Decked out in blue long-sleeved shirts and dark pants for boys and bright yellow blouses and plaid jumpers for girls, the students begin with the words of Patrick Henry’s immortal “Give me liberty or give me death” speech first delivered on March 23, 1775, in Richmond. That recitation merges into verses from Henry Wadsworth Longfellow’s “Paul Revere’s Ride.” That morphs into a few phrases from the Declaration of Independence, the Preamble to the U.S. Constitution and finally to fragments of speeches by Frederick Douglass and Abraham Lincoln.

“Beautifully done,” Clayton says at the conclusion. “We just encapsulated 80 years of American history in our recitation.” She is engaged, dramatic, and students are nearly jumping out of their seats trying to answer her questions about the beginnings of the Civil War. To her right is a banner containing a quote from Aesop: “No act of kindness, however small, is ever wasted.” Near that hangs a crucifix.

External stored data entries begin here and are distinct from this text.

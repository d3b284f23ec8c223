//! Rate limiting algorithms module
//!
//! Both algorithms operate on the same [`BucketState`] tuple and are
//! reached through [`AlgorithmEngine`], selected once from an [`Algorithm`]
//! tag. The same engines run behind the in-process fallback and the
//! in-memory shard, and `scripts/bucket.lua` mirrors them on Redis.

pub mod record;

use serde::{Deserialize, Serialize};
use std::fmt;
use std::str::FromStr;
use std::time::Duration;

pub use crate::leaky_bucket::LeakyBucket;
pub use crate::token_bucket::TokenBucket;
pub use record::StoredRecord;

/// Which admission algorithm a bucket follows.
#[derive(Debug, Clone, Copy, PartialEq, Eq, Hash, Serialize, Deserialize, Default)]
#[serde(rename_all = "snake_case")]
pub enum Algorithm {
    #[default]
    TokenBucket,
    LeakyBucket,
}

static TOKEN_BUCKET: TokenBucket = TokenBucket;
static LEAKY_BUCKET: LeakyBucket = LeakyBucket;

impl Algorithm {
    pub const ALL: [Algorithm; 2] = [Algorithm::TokenBucket, Algorithm::LeakyBucket];

    pub fn as_str(&self) -> &'static str {
        match self {
            Algorithm::TokenBucket => "token_bucket",
            Algorithm::LeakyBucket => "leaky_bucket",
        }
    }

    /// Parse an algorithm name, falling back to the token bucket for empty
    /// or unrecognised input.
    pub fn parse_or_default(name: &str) -> Self {
        name.parse().unwrap_or_default()
    }

    pub fn engine(&self) -> &'static dyn AlgorithmEngine {
        match self {
            Algorithm::TokenBucket => &TOKEN_BUCKET,
            Algorithm::LeakyBucket => &LEAKY_BUCKET,
        }
    }
}

impl fmt::Display for Algorithm {
    fn fmt(&self, f: &mut fmt::Formatter<'_>) -> fmt::Result {
        f.write_str(self.as_str())
    }
}

impl FromStr for Algorithm {
    type Err = String;

    fn from_str(s: &str) -> Result<Self, Self::Err> {
        match s.trim().to_ascii_lowercase().as_str() {
            "token_bucket" => Ok(Algorithm::TokenBucket),
            "leaky_bucket" => Ok(Algorithm::LeakyBucket),
            other => Err(format!("unknown algorithm '{}'", other)),
        }
    }
}

/// Capacity and period applied to a key.
#[derive(Debug, Clone, Copy, PartialEq, Eq, Serialize, Deserialize)]
pub struct BucketLimits {
    pub capacity: u64,
    #[serde(with = "humantime_serde")]
    pub period: Duration,
}

impl BucketLimits {
    pub fn new(capacity: u64, period: Duration) -> Self {
        Self { capacity, period }
    }

    pub fn period_nanos(&self) -> u64 {
        u64::try_from(self.period.as_nanos()).unwrap_or(u64::MAX).max(1)
    }
}

/// Per-key, per-algorithm bucket state.
///
/// `level` is tokens available for a token bucket and queued units for a
/// leaky bucket; `0 <= level <= capacity` always holds. `anchor_nanos` is the
/// boundary of the last fully applied period and only moves forward in whole
/// multiples of `period_nanos`.
#[derive(Debug, Clone, Copy, PartialEq, Eq)]
pub struct BucketState {
    pub algorithm: Algorithm,
    pub capacity: u64,
    pub level: u64,
    pub period_nanos: u64,
    pub anchor_nanos: u64,
}

impl BucketState {
    pub fn period(&self) -> Duration {
        Duration::from_nanos(self.period_nanos)
    }

    /// Re-apply configured limits to a state loaded from elsewhere.
    pub fn with_limits(mut self, limits: &BucketLimits) -> Self {
        self.capacity = limits.capacity;
        self.period_nanos = limits.period_nanos();
        self.level = self.level.min(self.capacity);
        self
    }

    /// Whole periods elapsed since the anchor. Clock skew never counts.
    pub fn elapsed_periods(&self, now_nanos: u64) -> u64 {
        now_nanos.saturating_sub(self.anchor_nanos) / self.period_nanos.max(1)
    }

    pub fn next_refill_nanos(&self) -> u64 {
        self.anchor_nanos.saturating_add(self.period_nanos)
    }

    /// Units a caller could still take right now.
    pub fn tokens_left(&self) -> u64 {
        match self.algorithm {
            Algorithm::TokenBucket => self.level,
            Algorithm::LeakyBucket => self.capacity.saturating_sub(self.level),
        }
    }

    pub fn is_blocked(&self) -> bool {
        match self.algorithm {
            Algorithm::TokenBucket => self.level == 0,
            Algorithm::LeakyBucket => self.level >= self.capacity,
        }
    }

    /// True when the bucket is indistinguishable from a freshly created one.
    pub fn is_idle(&self) -> bool {
        match self.algorithm {
            Algorithm::TokenBucket => self.level >= self.capacity,
            Algorithm::LeakyBucket => self.level == 0,
        }
    }
}

/// Result of one admission attempt against a bucket.
#[derive(Debug, Clone, Copy, PartialEq, Eq)]
pub struct Transition {
    pub state: BucketState,
    pub admitted: bool,
    /// Whether the state has to be written back.
    pub persist: bool,
}

/// State-transition logic shared by every state source.
pub trait AlgorithmEngine: Send + Sync {
    fn algorithm(&self) -> Algorithm;

    /// State of a bucket that has never been touched.
    fn fresh(&self, limits: &BucketLimits, now_nanos: u64) -> BucketState;

    /// Apply whole elapsed periods (refill or drain) in place.
    fn advance(&self, state: &mut BucketState, now_nanos: u64);

    /// Try to take `permits` from an already advanced state.
    fn admit(&self, state: &mut BucketState, permits: u64) -> bool;

    /// Run a full admission cycle.
    ///
    /// Negative requests are refused and zero-permit requests are admitted,
    /// both without touching the state. Otherwise the state is persisted
    /// whether or not the request was admitted.
    fn apply(&self, state: &BucketState, permits: i64, now_nanos: u64) -> Transition {
        if permits <= 0 {
            return Transition {
                state: *state,
                admitted: permits == 0,
                persist: false,
            };
        }

        let mut next = *state;
        self.advance(&mut next, now_nanos);
        let admitted = self.admit(&mut next, permits.unsigned_abs());
        Transition {
            state: next,
            admitted,
            persist: true,
        }
    }

    /// Current view of a state without committing it anywhere.
    fn peek(&self, state: &BucketState, now_nanos: u64) -> BucketState {
        let mut view = *state;
        self.advance(&mut view, now_nanos);
        view
    }
}

#[cfg(test)]
mod tests {
    use super::*;

    #[test]
    fn test_algorithm_parsing_defaults_to_token_bucket() {
        assert_eq!(Algorithm::parse_or_default("leaky_bucket"), Algorithm::LeakyBucket);
        assert_eq!(Algorithm::parse_or_default(" Token_Bucket "), Algorithm::TokenBucket);
        assert_eq!(Algorithm::parse_or_default(""), Algorithm::TokenBucket);
        assert_eq!(Algorithm::parse_or_default("sliding_window"), Algorithm::TokenBucket);
    }

    #[test]
    fn test_engine_selection() {
        for algorithm in Algorithm::ALL {
            assert_eq!(algorithm.engine().algorithm(), algorithm);
        }
    }

    #[test]
    fn test_with_limits_clamps_level() {
        let state = BucketState {
            algorithm: Algorithm::TokenBucket,
            capacity: 10,
            level: 9,
            period_nanos: 1_000,
            anchor_nanos: 0,
        };
        let clamped = state.with_limits(&BucketLimits::new(4, Duration::from_nanos(500)));
        assert_eq!(clamped.capacity, 4);
        assert_eq!(clamped.level, 4);
        assert_eq!(clamped.period_nanos, 500);
    }

    #[test]
    fn test_elapsed_periods_ignores_clock_going_backwards() {
        let state = BucketState {
            algorithm: Algorithm::LeakyBucket,
            capacity: 1,
            level: 0,
            period_nanos: 10,
            anchor_nanos: 100,
        };
        assert_eq!(state.elapsed_periods(50), 0);
        assert_eq!(state.elapsed_periods(129), 2);
    }
}
pub mod algorithms;
pub mod clock;
pub mod config;
pub mod config_validator;
pub mod error;
pub mod executor;
pub mod handlers;
pub mod health;
pub mod key_generator;
pub mod leaky_bucket;
pub mod metrics;
pub mod middleware;
pub mod rate_limit_config;
pub mod rate_limiter;
pub mod redis;
pub mod response;
pub mod router;
pub mod server;
pub mod shard;
pub mod throttler;
pub mod token_bucket;
pub mod validation;

pub use algorithms::Algorithm;
pub use config::Config;
pub use error::{ThrottlerError, ThrottlerResult};
pub use server::create_app;
pub use throttler::{StatusView, Throttler};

The article tells the story of St. Jerome Classical School, a once struggling Roman Catholic elementary and middle school in Hyattsville, Maryland. We learn about how the change was made. A school in Texas that served as the model for the change is also described in detail. The story does an excellent job of balancing the individual story of the school with helpful information about a dramatically different approach to education. I know from experience that it can take time and nuance to explain the approach. Duin does it here:

Classical theory divides childhood development into three stages known as the trivium: grammar, logic and rhetoric. During the “grammar” years (kindergarten through fourth grade), children soak up knowledge. They memorize, absorb facts, learn the rules of phonics and spelling, recite poetry, and study plants, animals, basic math and other topics. Moral lessons are included. …

In the “logic” stage (roughly grades five through eight), children learn to analyze, question, discern and evaluate. Students learn to think through arguments, pay attention to cause and effect and begin to see how facts fit together. This is where the study of algebra and how to propose and support a thesis comes in.

The “rhetoric” stage (grades nine through 12) concentrates on acquiring wisdom and applying knowledge. Students learn to express themselves persuasively.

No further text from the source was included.